The problem: Please return every line in the following data that includes the string "contains".

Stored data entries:
//! Explicit schema definition for the catalog.
//!
//! One [`Schema`] value is constructed at startup and passed by reference
//! into [`crate::CatalogManager`] and [`crate::QueryEngine`]; there is no
//! ambient global registry of tables.

use catalog_common::{CatalogError, CatalogResult};

/// Default spatial reference system: WGS 84 geodetic lon/lat.
pub const DEFAULT_SRID: i32 = 4326;

/// Valid srid range enforced by the `spatial_ref_sys` lookup table.
const SRID_MAX: i32 = 998_999;

/// Schema definition: table DDL and the spatial reference system used for
/// geometry columns.
#[derive(Debug, Clone)]
pub struct Schema {
    srid: i32,
}

impl Schema {
    /// Schema in the default reference system (WGS 84).
    pub fn new() -> Self {
        Self { srid: DEFAULT_SRID }
    }

    /// Schema with an explicit srid, which must lie in (0, 998999].
    pub fn with_srid(srid: i32) -> CatalogResult<Self> {
        if srid <= 0 || srid > SRID_MAX {
            return Err(CatalogError::Validation(format!(
                "srid {} is out of range (0, {}]",
                srid, SRID_MAX
            )));
        }
        Ok(Self { srid })
    }

    pub fn srid(&self) -> i32 {
        self.srid
    }

    /// The catalog DDL, executable statement by statement.
    ///
    /// `spatial_ref_sys` is not created here: PostGIS ships it as a
    /// read-only lookup table.
    pub fn ddl(&self) -> String {
        format!(
            r#"
CREATE EXTENSION IF NOT EXISTS postgis;

CREATE TABLE IF NOT EXISTS file_type (
    file_type_id INTEGER PRIMARY KEY,
    file_type_name VARCHAR(100) NOT NULL,
    description TEXT NOT NULL
);

CREATE TABLE IF NOT EXISTS file_format (
    file_format_id INTEGER PRIMARY KEY,
    file_format_name VARCHAR(100) NOT NULL,
    description TEXT NOT NULL
);

CREATE TABLE IF NOT EXISTS parameter_type (
    parameter_type_id INTEGER PRIMARY KEY,
    parameter_type_name VARCHAR(100) NOT NULL,
    parameter_location VARCHAR(200) NOT NULL
);

CREATE TABLE IF NOT EXISTS parameter (
    parameter_id INTEGER PRIMARY KEY,
    parameter_type_id INTEGER NOT NULL REFERENCES parameter_type(parameter_type_id),
    parameter_name VARCHAR(100) NOT NULL,
    description TEXT NOT NULL
);

CREATE TABLE IF NOT EXISTS tag (
    tag_id INTEGER PRIMARY KEY,
    tag VARCHAR(100) NOT NULL
);

CREATE TABLE IF NOT EXISTS boundary (
    boundary_id INTEGER PRIMARY KEY,
    boundary_name VARCHAR(100) NOT NULL,
    boundary GEOMETRY(POLYGON, {srid}) NOT NULL,
    created_at TIMESTAMPTZ NOT NULL
);

CREATE TABLE IF NOT EXISTS file (
    uid VARCHAR(200) PRIMARY KEY,
    file_type_id INTEGER NOT NULL REFERENCES file_type(file_type_id),
    file_format_id INTEGER NOT NULL REFERENCES file_format(file_format_id),
    is_archived BOOLEAN NOT NULL DEFAULT FALSE,
    created_at TIMESTAMPTZ NOT NULL
);

CREATE TABLE IF NOT EXISTS file_uri (
    uid VARCHAR(200) NOT NULL REFERENCES file(uid) ON DELETE CASCADE,
    uri TEXT NOT NULL,
    PRIMARY KEY (uid, uri)
);

CREATE TABLE IF NOT EXISTS file_access_uri (
    file_type_id INTEGER NOT NULL REFERENCES file_type(file_type_id),
    file_format_id INTEGER NOT NULL REFERENCES file_format(file_format_id),
    sequence INTEGER NOT NULL,
    uri TEXT NOT NULL,
    PRIMARY KEY (file_type_id, file_format_id, sequence, uri)
);

CREATE TABLE IF NOT EXISTS parameter_value (
    uid VARCHAR(200) NOT NULL REFERENCES file(uid) ON DELETE CASCADE,
    parameter_id INTEGER NOT NULL REFERENCES parameter(parameter_id),
    data_value TEXT NOT NULL,
    created_at TIMESTAMPTZ NOT NULL,
    PRIMARY KEY (uid, parameter_id)
);

CREATE TABLE IF NOT EXISTS parameter_linestring (
    uid VARCHAR(200) NOT NULL REFERENCES file(uid) ON DELETE CASCADE,
    parameter_id INTEGER NOT NULL REFERENCES parameter(parameter_id),
    data_value GEOGRAPHY(LINESTRING, {srid}) NOT NULL,
    created_at TIMESTAMPTZ NOT NULL,
    PRIMARY KEY (uid, parameter_id)
);

CREATE TABLE IF NOT EXISTS file_tag (
    uid VARCHAR(200) NOT NULL REFERENCES file(uid) ON DELETE CASCADE,
    tag_id INTEGER NOT NULL REFERENCES tag(tag_id),
    PRIMARY KEY (uid, tag_id)
);

CREATE TABLE IF NOT EXISTS file_type_tag (
    file_type_id INTEGER NOT NULL REFERENCES file_type(file_type_id),
    tag_id INTEGER NOT NULL REFERENCES tag(tag_id),
    PRIMARY KEY (file_type_id, tag_id)
);

CREATE TABLE IF NOT EXISTS file_type_parameter (
    file_type_id INTEGER NOT NULL REFERENCES file_type(file_type_id),
    parameter_id INTEGER NOT NULL REFERENCES parameter(parameter_id),
    PRIMARY KEY (file_type_id, parameter_id)
);

CREATE TABLE IF NOT EXISTS data_boundary (
    uid VARCHAR(200) NOT NULL REFERENCES file(uid) ON DELETE CASCADE,
    boundary_id INTEGER NOT NULL REFERENCES boundary(boundary_id),
    PRIMARY KEY (uid, boundary_id)
);

CREATE INDEX IF NOT EXISTS idx_file_created_at ON file(created_at);
CREATE INDEX IF NOT EXISTS idx_file_file_type ON file(file_type_id);
CREATE INDEX IF NOT EXISTS idx_parameter_linestring_geog ON parameter_linestring USING GIST(data_value);
CREATE INDEX IF NOT EXISTS idx_boundary_geom ON boundary USING GIST(boundary)
"#,
            srid = self.srid
        )
    }
}

impl Default for Schema {
    fn default() -> Self {
        Self::new()
    }
}

#[cfg(test)]
mod tests {
    use super::*;

    #[test]
    fn test_default_srid() {
        assert_eq!(Schema::new().srid(), 4326);
    }

    #[test]
    fn test_with_srid_in_range() {
        assert_eq!(Schema::with_srid(3857).unwrap().srid(), 3857);
    }

    #[test]
    fn test_with_srid_rejects_zero_and_negative() {
        assert!(Schema::with_srid(0).is_err());
        assert!(Schema::with_srid(-1).is_err());
    }

    #[test]
    fn test_with_srid_rejects_too_large() {
        assert!(Schema::with_srid(999_000).is_err());
        assert!(Schema::with_srid(998_999).is_ok());
    }

    #[test]
    fn test_ddl_interpolates_srid() {
        let ddl = Schema::new().ddl();
        assert!(ddl.contains("GEOGRAPHY(LINESTRING, 4326)"));
        assert!(ddl.contains("GEOMETRY(POLYGON, 4326)"));
    }

    #[test]
    fn test_ddl_cascades_from_file() {
        let ddl = Schema::new().ddl();
        for table in [
            "file_uri",
            "parameter_value",
            "parameter_linestring",
            "file_tag",
            "data_boundary",
        ] {
            let create = ddl
                .split("CREATE TABLE IF NOT EXISTS ")
                .find(|s| s.starts_with(table))
                .unwrap_or_else(|| panic!("missing table {}", table));
            assert!(
                create.contains("ON DELETE CASCADE"),
                "{} should cascade from file",
                table
            );
        }
    }

    #[test]
    fn test_ddl_does_not_create_spatial_ref_sys() {
        let ddl = Schema::new().ddl();
        assert!(!ddl.contains("CREATE TABLE IF NOT EXISTS spatial_ref_sys"));
    }
}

Reply to the exercise:
        assert!(ddl.contains("GEOGRAPHY(LINESTRING, 4326)"));
        assert!(ddl.contains("GEOMETRY(POLYGON, 4326)"));
                create.contains("ON DELETE CASCADE"),
        assert!(!ddl.contains("CREATE TABLE IF NOT EXISTS spatial_ref_sys"));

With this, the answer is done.